*** Opening of THE RECORDS ***

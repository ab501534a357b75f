//! # Blogify sign-in
//!
//! A sign-in form controller and the mock credential check it talks to.
//!
//! ## Architecture
//!
//! - **Domain Layer** ([`domain`]) - Credentials schema, field error map, verifier trait
//! - **Application Layer** ([`application`]) - Credential check service
//! - **Infrastructure Layer** ([`infrastructure`]) - Example verifier with the demo account
//! - **API Layer** ([`api`]) - `POST /api/auth/mock-signin` handler and DTOs
//! - **Web Layer** ([`web`]) - Server-rendered sign-in page
//! - **Client** ([`client`]) - Headless form controller, HTTP transport, navigation seam
//!
//! ## Quick Start
//!
//! ```bash
//! # Start the service
//! cargo run
//!
//! # Sign in from the terminal
//! cargo run --bin signin -- --email demo@blogify.test
//! ```
//!
//! ## Configuration
//!
//! Service configuration is loaded from environment variables via [`config::Config`].
//! See [`config`] module for available options.

pub mod api;
pub mod application;
pub mod client;
pub mod domain;
pub mod error;
pub mod infrastructure;
pub mod state;

pub mod config;
pub mod server;

pub mod routes;
pub mod web;

pub use error::AppError;
pub use state::AppState;

/// Commonly used types for external consumers.
///
/// Re-exports frequently used types to simplify imports for library users
/// and integration tests.
pub mod prelude {
    pub use crate::api::dto::signin::{SignInRequest, SignInResponse, SignInUser};
    pub use crate::application::services::SignInService;
    pub use crate::client::{
        FieldUpdate, FormPhase, HttpTransport, Navigator, SignInForm, SubmissionOutcome,
    };
    pub use crate::domain::entities::{CredentialField, Credentials};
    pub use crate::error::AppError;
    pub use crate::state::AppState;
}
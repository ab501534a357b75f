//! Application configuration loaded from environment variables.
//!
//! Configuration is loaded once at startup and validated before the server starts.
//!
//! ```bash
//! export LISTEN="127.0.0.1:3000"
//! export RUST_LOG="info,tower_http=debug"
//! export LOG_FORMAT="json"
//! ```
//!
//! ## Optional Variables
//!
//! - `LISTEN` - Bind address (default: `0.0.0.0:3000`)
//! - `RUST_LOG` - Log level (default: `info`)
//! - `LOG_FORMAT` - Log format: `text` or `json` (default: `text`)
//!
//! Nothing is required: the credential check has no backing services.

use anyhow::{Context, Result};
use std::env;
use std::net::SocketAddr;

/// Service configuration loaded from environment variables.
#[derive(Debug, Clone)]
pub struct Config {
    pub listen_addr: String,
    pub log_level: String,
    pub log_format: String,
}

impl Default for Config {
    fn default() -> Self {
        Self {
            listen_addr: "0.0.0.0:3000".to_string(),
            log_level: "info".to_string(),
            log_format: "text".to_string(),
        }
    }
}

impl Config {
    /// Loads configuration from environment variables, falling back to
    /// [`Config::default`] for anything unset.
    pub fn from_env() -> Self {
        let defaults = Self::default();

        Self {
            listen_addr: env::var("LISTEN").unwrap_or(defaults.listen_addr),
            log_level: env::var("RUST_LOG").unwrap_or(defaults.log_level),
            log_format: env::var("LOG_FORMAT").unwrap_or(defaults.log_format),
        }
    }

    /// Validates the configuration.
    ///
    /// # Errors
    ///
    /// Returns an error if:
    /// - `log_format` is not `text` or `json`
    /// - `listen_addr` is not a `host:port` socket address
    pub fn validate(&self) -> Result<()> {
        if self.log_format != "text" && self.log_format != "json" {
            anyhow::bail!(
                "LOG_FORMAT must be 'text' or 'json', got '{}'",
                self.log_format
            );
        }

        self.socket_addr()?;

        Ok(())
    }

    /// Parsed bind address.
    ///
    /// # Errors
    ///
    /// Returns an error if `listen_addr` does not parse as a socket address.
    pub fn socket_addr(&self) -> Result<SocketAddr> {
        self.listen_addr.parse().with_context(|| {
            format!(
                "LISTEN must be in format 'host:port', got '{}'",
                self.listen_addr
            )
        })
    }

    pub fn is_json_logging(&self) -> bool {
        self.log_format == "json"
    }

    /// Prints configuration summary.
    pub fn print_summary(&self) {
        tracing::info!("Configuration loaded:");
        tracing::info!("  Listen address: {}", self.listen_addr);
        tracing::info!("  Log level: {}", self.log_level);
        tracing::info!("  Log format: {}", self.log_format);
    }
}

/// Loads and validates configuration from environment variables.
///
/// # Errors
///
/// Returns an error if validation fails.
///
/// # Note
///
/// This function expects environment variables to be already loaded
/// (e.g., via `dotenvy::dotenv()` in `main.rs`).
pub fn load_from_env() -> Result<Config> {
    let config = Config::from_env();
    config.validate()?;
    Ok(config)
}
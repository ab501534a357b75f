//! Credential check service behind the mock sign-in endpoint.

use std::sync::Arc;

use crate::domain::CredentialVerifier;
use crate::domain::entities::Credentials;
use crate::error::AppError;
use crate::infrastructure::ExampleCredentialVerifier;
use crate::infrastructure::example_verifier::{EXAMPLE_EMAIL, EXAMPLE_PASSWORD};

/// Display name reported for the demo account.
pub const DEMO_DISPLAY_NAME: &str = "Demo User";

/// Account data echoed back after a successful check.
#[derive(Debug, Clone, PartialEq, Eq)]
pub struct SignedInUser {
    pub email: String,
    pub name: String,
}

/// Checks already schema-valid credentials against a [`CredentialVerifier`].
///
/// Stateless: no attempt counters, no lockout, no sessions. Identical input
/// always gives identical output.
pub struct SignInService {
    verifier: Arc<dyn CredentialVerifier>,
    display_name: String,
    rejection_message: String,
}

impl SignInService {
    /// Creates a service around the given verifier.
    ///
    /// # Arguments
    ///
    /// - `verifier` - decides which pairs are accepted
    /// - `display_name` - name echoed back for accepted users
    /// - `rejection_message` - fixed message for well-formed but rejected pairs
    pub fn new(
        verifier: Arc<dyn CredentialVerifier>,
        display_name: impl Into<String>,
        rejection_message: impl Into<String>,
    ) -> Self {
        Self {
            verifier,
            display_name: display_name.into(),
            rejection_message: rejection_message.into(),
        }
    }

    /// Service wired to the single demo account.
    pub fn example() -> Self {
        Self::new(
            Arc::new(ExampleCredentialVerifier::default()),
            DEMO_DISPLAY_NAME,
            format!(
                "Invalid credentials. Use the example account {EXAMPLE_EMAIL} / {EXAMPLE_PASSWORD} to sign in."
            ),
        )
    }

    /// Verifies the email/password pair.
    ///
    /// `remember` is accepted but has no effect: nothing is persisted.
    ///
    /// # Errors
    ///
    /// Returns [`AppError::Unauthorized`] with the fixed rejection message if
    /// the verifier refuses the pair.
    pub async fn sign_in(&self, credentials: &Credentials) -> Result<SignedInUser, AppError> {
        if !self
            .verifier
            .verify(&credentials.email, &credentials.password)
            .await
        {
            tracing::warn!(email = %credentials.email, "Rejected sign-in attempt");
            return Err(AppError::unauthorized(self.rejection_message.clone()));
        }

        tracing::info!(
            email = %credentials.email,
            remember = credentials.remember.unwrap_or(false),
            "Sign-in accepted"
        );

        Ok(SignedInUser {
            email: credentials.email.clone(),
            name: self.display_name.clone(),
        })
    }
}
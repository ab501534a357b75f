//! Data Transfer Objects for API requests and responses.
//!
//! DTOs are shared with the client side ([`crate::client`]), so the wire
//! format is defined once.

pub mod health;
pub mod signin;
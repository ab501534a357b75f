//! Sign-in page handler.

use askama::Template;
use askama_web::WebTemplate;
use axum::response::IntoResponse;

use crate::client::SignInForm;
use crate::client::transport::SIGNIN_ENDPOINT;
use crate::client::navigator::SUCCESS_DESTINATION;
use crate::domain::entities::{CredentialField, EMAIL_PATTERN};

/// Template for the sign-in page.
///
/// Renders `templates/signin.html` from a [`SignInForm`] snapshot:
/// - Email, password and "remember me" inputs
/// - Inline error slot per field
/// - Banner slot for server-level errors
#[derive(Template, WebTemplate)]
#[template(path = "signin.html")]
pub struct SignInTemplate {
    pub email: String,
    pub remember: bool,
    pub email_error: Option<String>,
    pub password_error: Option<String>,
    pub server_error: Option<String>,
    pub submit_disabled: bool,
    pub endpoint: &'static str,
    pub destination: &'static str,
    pub email_pattern: &'static str,
}

impl From<&SignInForm> for SignInTemplate {
    fn from(form: &SignInForm) -> Self {
        Self {
            email: form.email().to_string(),
            remember: form.remember(),
            email_error: form.field_error(CredentialField::Email).map(str::to_string),
            password_error: form
                .field_error(CredentialField::Password)
                .map(str::to_string),
            server_error: form.server_error().map(str::to_string),
            submit_disabled: !form.can_submit(),
            endpoint: SIGNIN_ENDPOINT,
            destination: SUCCESS_DESTINATION,
            email_pattern: EMAIL_PATTERN,
        }
    }
}

/// Renders the sign-in page for a fresh form.
///
/// # Endpoint
///
/// `GET /signin`
///
/// The page posts credentials as JSON to `/api/auth/mock-signin` and moves
/// to `/dashboard` on success. The password is never pre-filled.
pub async fn signin_page_handler() -> impl IntoResponse {
    SignInTemplate::from(&SignInForm::new())
}
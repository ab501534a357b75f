//! DTOs for health check endpoint.

use serde::{Deserialize, Serialize};

/// Liveness response.
#[derive(Debug, Serialize, Deserialize)]
pub struct HealthResponse {
    pub status: String,
    pub version: String,
}
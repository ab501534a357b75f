//! Credential verification seam.

use async_trait::async_trait;

/// Decides whether an email/password pair is acceptable.
///
/// The credential check handler only shapes requests and responses; which
/// pairs are accepted is entirely up to the implementation plugged in here.
///
/// # Implementations
///
/// - [`crate::infrastructure::ExampleCredentialVerifier`] - single hard-coded demo pair
/// - Test mocks available with `cfg(test)`
#[cfg_attr(test, mockall::automock)]
#[async_trait]
pub trait CredentialVerifier: Send + Sync {
    /// Returns `true` when the pair is accepted.
    async fn verify(&self, email: &str, password: &str) -> bool;
}
#[cfg(test)]
mod tests {
    use super::*;
    use crate::api::dto::signin::SignInResponse;
    use crate::client::navigator::MockNavigator;
    use crate::client::transport::MockSignInTransport;
    use axum::http::StatusCode;

    fn filled(email: &str, password: &str) -> SignInForm {
        let mut form = SignInForm::new();
        form.update_field(FieldUpdate::Email(email.to_string()));
        form.update_field(FieldUpdate::Password(password.to_string()));
        form
    }

    fn reply(status: StatusCode, body: SignInResponse) -> SignInReply {
        SignInReply { status, body }
    }

    fn demo_user() -> SignInUser {
        SignInUser {
            email: "demo@blogify.test".to_string(),
            name: "Demo User".to_string(),
        }
    }

    #[test]
    fn test_validate_rejects_bad_emails() {
        for email in ["", "not-an-email", "demo@", "@blogify.test", "demo blogify.test"] {
            let mut form = filled(email, "password123");

            assert!(!form.validate(), "{email:?} should be rejected");

            let message = form.field_error(CredentialField::Email).unwrap();
            assert!(message.to_lowercase().contains("email"));
        }
    }

    #[test]
    fn test_validate_rejects_short_password() {
        for password in ["", "1", "12345"] {
            let mut form = filled("demo@blogify.test", password);

            assert!(!form.validate());
            assert!(form.field_error(CredentialField::Password).is_some());
            assert!(form.field_error(CredentialField::Email).is_none());
        }
    }

    #[test]
    fn test_validate_accepts_and_clears_errors() {
        let mut form = filled("bad", "123");
        assert!(!form.validate());
        assert_eq!(form.field_errors().len(), 2);

        form.update_field(FieldUpdate::Email("demo@blogify.test".to_string()));
        form.update_field(FieldUpdate::Password("123456".to_string()));

        assert!(form.validate());
        assert!(form.field_errors().is_empty());
    }

    #[test]
    fn test_validate_replaces_previous_map() {
        let mut form = filled("bad", "password123");
        assert!(!form.validate());
        assert!(form.field_error(CredentialField::Email).is_some());

        // Fix email without going through update_field's clearing path.
        form.email = "demo@blogify.test".to_string();
        form.password = "123".to_string();

        assert!(!form.validate());
        assert!(form.field_error(CredentialField::Email).is_none());
        assert!(form.field_error(CredentialField::Password).is_some());
    }

    #[test]
    fn test_update_clears_only_its_own_error_and_the_banner() {
        let mut form = filled("bad", "123");
        assert!(!form.validate());
        form.server_error = Some("Invalid credentials".to_string());

        form.update_field(FieldUpdate::Email("demo@blogify.test".to_string()));

        assert!(form.field_error(CredentialField::Email).is_none());
        assert!(form.field_error(CredentialField::Password).is_some());
        assert!(form.server_error().is_none());
    }

    #[test]
    fn test_remember_update_clears_banner() {
        let mut form = SignInForm::new();
        form.server_error = Some("nope".to_string());

        form.update_field(FieldUpdate::Remember(true));

        assert!(form.remember());
        assert!(form.server_error().is_none());
        assert_eq!(form.credentials().remember, Some(true));
    }

    #[tokio::test]
    async fn test_submit_invalid_sends_nothing() {
        let mut transport = MockSignInTransport::new();
        transport.expect_send().times(0);
        let mut navigator = MockNavigator::new();
        navigator.expect_navigate().times(0);

        let mut form = filled("not-an-email", "123");
        let outcome = form.submit(&transport, &mut navigator).await;

        assert_eq!(outcome, SubmissionOutcome::ValidationRejected);
        assert_eq!(form.phase(), FormPhase::Idle);
        assert!(form.field_error(CredentialField::Email).is_some());
    }

    #[tokio::test]
    async fn test_submit_success_navigates_to_dashboard() {
        let mut transport = MockSignInTransport::new();
        transport
            .expect_send()
            .withf(|req| req.email == "demo@blogify.test" && req.remember == Some(true))
            .times(1)
            .returning(|_| Ok(reply(StatusCode::OK, SignInResponse::success(demo_user()))));

        let mut navigator = MockNavigator::new();
        navigator
            .expect_navigate()
            .withf(|path| path == "/dashboard")
            .times(1)
            .return_const(());

        let mut form = filled("demo@blogify.test", "password123");
        form.update_field(FieldUpdate::Remember(true));

        let outcome = form.submit(&transport, &mut navigator).await;

        assert_eq!(
            outcome,
            SubmissionOutcome::Success {
                destination: "/dashboard".to_string(),
                user: Some(demo_user()),
            }
        );
        assert_eq!(form.phase(), FormPhase::NavigatingAway);
        assert!(form.server_error().is_none());
    }

    #[tokio::test]
    async fn test_submit_rejected_shows_server_message() {
        let mut transport = MockSignInTransport::new();
        transport.expect_send().times(1).returning(|_| {
            Ok(reply(
                StatusCode::UNAUTHORIZED,
                SignInResponse::failure("Invalid credentials. Use the example account."),
            ))
        });
        let mut navigator = MockNavigator::new();
        navigator.expect_navigate().times(0);

        let mut form = filled("demo@blogify.test", "wrongpass");
        let outcome = form.submit(&transport, &mut navigator).await;

        assert_eq!(
            outcome,
            SubmissionOutcome::CredentialRejected {
                message: "Invalid credentials. Use the example account.".to_string()
            }
        );
        assert!(!form.is_submitting());
        assert_eq!(
            form.server_error(),
            Some("Invalid credentials. Use the example account.")
        );
        assert!(form.field_errors().is_empty());
    }

    #[tokio::test]
    async fn test_submit_rejected_without_message_uses_fallback() {
        let mut transport = MockSignInTransport::new();
        transport.expect_send().times(1).returning(|_| {
            Ok(reply(
                StatusCode::BAD_REQUEST,
                SignInResponse {
                    ok: false,
                    message: None,
                    user: None,
                },
            ))
        });
        let mut navigator = MockNavigator::new();

        let mut form = filled("demo@blogify.test", "password123");
        form.submit(&transport, &mut navigator).await;

        assert_eq!(form.server_error(), Some(SIGNIN_FAILED_MESSAGE));
        assert_eq!(form.phase(), FormPhase::Idle);
    }

    #[tokio::test]
    async fn test_submit_transport_failure_uses_error_text() {
        let mut transport = MockSignInTransport::new();
        transport
            .expect_send()
            .times(1)
            .returning(|_| Err(TransportError::UrlParse(url::ParseError::EmptyHost)));
        let mut navigator = MockNavigator::new();
        navigator.expect_navigate().times(0);

        let mut form = filled("demo@blogify.test", "password123");
        let outcome = form.submit(&transport, &mut navigator).await;

        let expected = TransportError::UrlParse(url::ParseError::EmptyHost).to_string();
        assert_eq!(
            outcome,
            SubmissionOutcome::TransportFailure {
                message: expected.clone()
            }
        );
        assert_eq!(form.server_error(), Some(expected.as_str()));
        assert!(!form.is_submitting());
    }

    #[test]
    fn test_second_submit_while_in_flight_is_refused() {
        let mut form = filled("demo@blogify.test", "password123");

        assert!(matches!(form.begin_submit(), SubmitStart::Send(_)));
        assert!(form.is_submitting());
        assert!(!form.can_submit());

        assert!(matches!(form.begin_submit(), SubmitStart::Busy));

        form.finish_submit(Ok(reply(
            StatusCode::UNAUTHORIZED,
            SignInResponse::failure("nope"),
        )));

        assert!(form.can_submit());
        assert!(matches!(form.begin_submit(), SubmitStart::Send(_)));
    }

    #[test]
    fn test_validate_rejects_email_without_dotted_domain() {
        let mut form = filled("demo@localhost", "password123");

        assert!(!form.validate());
        assert!(form.field_error(CredentialField::Email).is_some());
    }

    #[test]
    fn test_finish_submit_success_with_empty_body() {
        let mut form = filled("demo@blogify.test", "password123");
        assert!(matches!(form.begin_submit(), SubmitStart::Send(_)));

        let body: SignInResponse = serde_json::from_str("{}").unwrap();
        let outcome = form.finish_submit(Ok(reply(StatusCode::OK, body)));

        assert_eq!(
            outcome,
            SubmissionOutcome::Success {
                destination: "/dashboard".to_string(),
                user: None,
            }
        );
        assert_eq!(form.phase(), FormPhase::NavigatingAway);
    }

    #[test]
    fn test_finish_submit_error_body_without_message_uses_fallback() {
        let mut form = filled("demo@blogify.test", "password123");
        assert!(matches!(form.begin_submit(), SubmitStart::Send(_)));

        let body: SignInResponse = serde_json::from_str(r#"{"error":"boom"}"#).unwrap();
        let outcome = form.finish_submit(Ok(reply(StatusCode::INTERNAL_SERVER_ERROR, body)));

        assert_eq!(
            outcome,
            SubmissionOutcome::CredentialRejected {
                message: SIGNIN_FAILED_MESSAGE.to_string(),
            }
        );
        assert_eq!(form.server_error(), Some(SIGNIN_FAILED_MESSAGE));
        assert!(!form.is_submitting());
    }

    #[test]
    fn test_begin_submit_clears_previous_banner() {
        let mut form = filled("demo@blogify.test", "password123");
        form.server_error = Some("old".to_string());

        assert!(matches!(form.begin_submit(), SubmitStart::Send(_)));
        assert!(form.server_error().is_none());
    }

    #[test]
    fn test_resubmit_after_failure_is_independent() {
        let mut form = filled("demo@blogify.test", "wrongpass");

        assert!(matches!(form.begin_submit(), SubmitStart::Send(_)));
        form.finish_submit(Ok(reply(
            StatusCode::UNAUTHORIZED,
            SignInResponse::failure("nope"),
        )));
        assert_eq!(form.server_error(), Some("nope"));

        form.update_field(FieldUpdate::Password("password123".to_string()));

        match form.begin_submit() {
            SubmitStart::Send(creds) => assert_eq!(creds.password, "password123"),
            other => panic!("expected Send, got {other:?}"),
        }
    }
}
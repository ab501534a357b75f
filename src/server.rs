//! HTTP server initialization and runtime setup.
//!
//! Builds the shared state, binds the listener and runs the Axum server
//! until Ctrl-C.

use crate::config::Config;
use crate::routes::app_router;
use crate::state::AppState;

use anyhow::{Context, Result};
use axum::ServiceExt;
use axum::extract::Request;

/// Runs the HTTP server with the given configuration.
///
/// # Errors
///
/// Returns an error if:
/// - The listen address is invalid
/// - Server bind fails
/// - Server runtime error occurs
pub async fn run(config: Config) -> Result<()> {
    let state = AppState::example();
    tracing::info!("Credential check wired to the example account");

    let app = app_router(state);

    let addr = config.socket_addr()?;
    let listener = tokio::net::TcpListener::bind(addr)
        .await
        .with_context(|| format!("Failed to bind {addr}"))?;
    tracing::info!("Listening on http://{addr}");
    tracing::info!("Sign-in page at http://{addr}/signin");

    axum::serve(listener, ServiceExt::<Request>::into_make_service(app))
        .with_graceful_shutdown(shutdown_signal())
        .await?;

    tracing::info!("Server stopped");

    Ok(())
}

async fn shutdown_signal() {
    if let Err(e) = tokio::signal::ctrl_c().await {
        tracing::error!("Failed to listen for shutdown signal: {}", e);
        std::future::pending::<()>().await;
    }
    tracing::info!("Shutdown signal received");
}
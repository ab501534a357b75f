//! Web layer for browser-based UI.
//!
//! Serves the sign-in page. Uses Askama templates for server-side rendering.
//!
//! # Modules
//!
//! - [`handlers`] - Template rendering handlers
//! - [`routes`] - Page route configuration

pub mod handlers;
pub mod routes;
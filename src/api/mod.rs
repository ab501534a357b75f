//! REST API layer for HTTP request/response handling.
//!
//! Translates HTTP requests into sign-in checks and formats responses
//! according to the sign-in API contract.
//!
//! # Modules
//!
//! - [`dto`] - Data Transfer Objects for request/response serialization
//! - [`handlers`] - HTTP request handlers
//! - [`middleware`] - Request processing middleware
//! - [`routes`] - Route configuration and composition

pub mod dto;
pub mod handlers;
pub mod middleware;
pub mod routes;
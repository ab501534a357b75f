//! Infrastructure layer: concrete implementations of domain traits.
//!
//! # Modules
//!
//! - [`example_verifier`] - Verifier accepting a single demo credential pair

pub mod example_verifier;

pub use example_verifier::ExampleCredentialVerifier;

*** Close of THE RECORDS ***

▸ **EXERCISE INSTRUCTIONS**: Please print exactly what appears from the first line of the data through the line with "- Credential check service", including both of those lines and nothing past them.

▸ **WRITTEN ANSWER**:
repository ab501534a357b75f
//! # Blogify sign-in
//!
//! A sign-in form controller and the mock credential check it talks to.
//!
//! ## Architecture
//!
//! - **Domain Layer** ([`domain`]) - Credentials schema, field error map, verifier trait
//! - **Application Layer** ([`application`]) - Credential check service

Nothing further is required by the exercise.